Baseline Microglial Activation Correlates With Brain Amyloidosis and Longitudinal Cognitive Decline in Alzheimer Disease

This study aims to quantify microglial activation in individuals with Alzheimer disease (AD) using the 18-kDa translocator protein (TSPO) PET imaging in the hippocampus and precuneus, the 2 AD-vulnerable regions, and to evaluate the association of baseline neuroinflammation with amyloidosis, tau, and longitudinal cognitive decline. Methods Twenty-four participants from the Knight Alzheimer Disease Research Center (Knight ADRC) were enrolled and classified into stable cognitively normal, progressor, and symptomatic AD groups based on clinical dementia rating (CDR) at 2 or more clinical assessments. The baseline TSPO radiotracer [11C]PK11195 was used to image microglial activation. Baseline CSF concentrations of Aβ42, Aβ42/Aβ40 ratio, tau phosphorylated at position 181 (p-tau181), and total tau (t-tau) were measured. Clinical and cognitive decline were examined with longitudinal CDR and cognitive composite scores (Global and Knight ADRC-Preclinical Alzheimer Cognitive Composite [Knight ADRC-PACC] Score).

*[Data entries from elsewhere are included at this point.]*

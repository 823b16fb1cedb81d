//! # docnorm
//!
//! Formatting normalization for Word (`.docx`) documents.
//!
//! Documents that passed through many hands accumulate ad-hoc paragraph
//! styles, manual fonts and sizes, stray colors and highlights, and odd
//! single letters in bold or italic. This library cleans them up in place
//! while keeping the emphasis that carries meaning.
//!
//! ## Quick Start
//!
//! ```no_run
//! use docnorm::{Normalizer, RuleSet};
//!
//! fn main() -> docnorm::Result<()> {
//!     let mut doc = docnorm::open("draft.docx")?;
//!
//!     let mut rules = RuleSet::from_path("rules.json")?;
//!     let report = Normalizer::new().run(&mut doc, &mut rules)?;
//!     println!("{}", report.summary());
//!
//!     docnorm::save(&doc, "clean.docx")?;
//!     Ok(())
//! }
//! ```
//!
//! ## Features
//!
//! - **Canonical styles**: collapse paragraph styles onto Normal, Heading 1, Heading 2
//! - **Override stripping**: fonts, sizes, colors, highlight, shading, spacing, indents
//! - **Trait preservation**: bold, italic, underline and strikethrough survive
//! - **Language tagging**: one language code on every run, all three script slots
//! - **Anomaly review**: single-character emphasis flagged with context for keep/revert
//! - **Metadata scrub**: author, comments, keywords, last-modified-by, title
//! - **Lossless round trip**: everything not normalized is written back untouched

pub mod detect;
pub mod error;
pub mod model;
pub mod normalize;
pub mod parser;
pub mod writer;
pub mod xml;

// Re-export commonly used types
pub use detect::{detect_format_from_bytes, detect_format_from_path, is_docx, DocxFormat, DocxKind};
pub use error::{Error, Result};
pub use model::{
    Alignment, BodyContent, Document, LanguageSlot, Metadata, MetadataField, Paragraph,
    ParagraphGeometry, PropertyBag, PropertyKind, Run, Style, StyleKind, StyleSheet, Trait,
    TraitSet,
};
pub use normalize::{
    find_anomalies, AnomalyAction, AnomalyPolicy, AnomalyRecord, ConservativeDecisions,
    DecisionSource, LanguageCode, NormalizeOptions, NormalizeReport, Normalizer, RuleSet,
    ScanOptions, ScanReport, ScriptedDecisions, StripOptions, StripPreset, StyleMap, StyleTarget,
};
pub use parser::{DocxParser, ErrorMode, ParseOptions};
pub use writer::{to_bytes, to_json, JsonFormat};

use std::path::Path;

/// Open a `.docx` file.
///
/// # Example
///
/// ```no_run
/// let doc = docnorm::open("report.docx").unwrap();
/// println!("Paragraphs: {}", doc.paragraph_count());
/// ```
pub fn open<P: AsRef<Path>>(path: P) -> Result<Document> {
    DocxParser::open(path)?.parse()
}

/// Open a `.docx` file with custom options.
///
/// # Example
///
/// ```no_run
/// use docnorm::{open_with_options, ParseOptions};
///
/// let doc = open_with_options("report.docx", ParseOptions::new().lenient()).unwrap();
/// ```
pub fn open_with_options<P: AsRef<Path>>(path: P, options: ParseOptions) -> Result<Document> {
    DocxParser::open_with_options(path, options)?.parse()
}

/// Load a document from `.docx` bytes.
pub fn open_bytes(data: &[u8]) -> Result<Document> {
    DocxParser::from_bytes(data)?.parse()
}

/// Save a document to `path`, replacing it atomically.
pub fn save<P: AsRef<Path>>(doc: &Document, path: P) -> Result<()> {
    writer::save(doc, path)
}

/// Open `input`, normalize it and save the result to `output`.
///
/// Nothing is written when the input is missing or malformed, or when
/// normalization fails.
///
/// # Example
///
/// ```no_run
/// use docnorm::{normalize_file, ConservativeDecisions, Normalizer};
///
/// let report = normalize_file("in.docx", "out.docx", &Normalizer::new(), &mut ConservativeDecisions)?;
/// # Ok::<(), docnorm::Error>(())
/// ```
pub fn normalize_file<P, Q, D>(
    input: P,
    output: Q,
    normalizer: &Normalizer,
    decisions: &mut D,
) -> Result<NormalizeReport>
where
    P: AsRef<Path>,
    Q: AsRef<Path>,
    D: DecisionSource + ?Sized,
{
    let mut doc = open(input)?;
    let report = normalizer.run(&mut doc, decisions)?;
    save(&doc, output)?;
    Ok(report)
}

Results Participants in the progressor and symptomatic AD groups had significantly elevated [11C]PK11195 standard uptake value ratios (SUVRs) in the hippocampus but not in the precuneus region. In the subcohort with CSF biomarkers (16 of the 24), significant negative correlations between CSF Aβ42 or Aβ42/Aβ40 and [11C]PK11195 SUVR were observed in the hippocampus and precuneus. No correlations were observed between [11C]PK11195 SUVR and CSF p-tau...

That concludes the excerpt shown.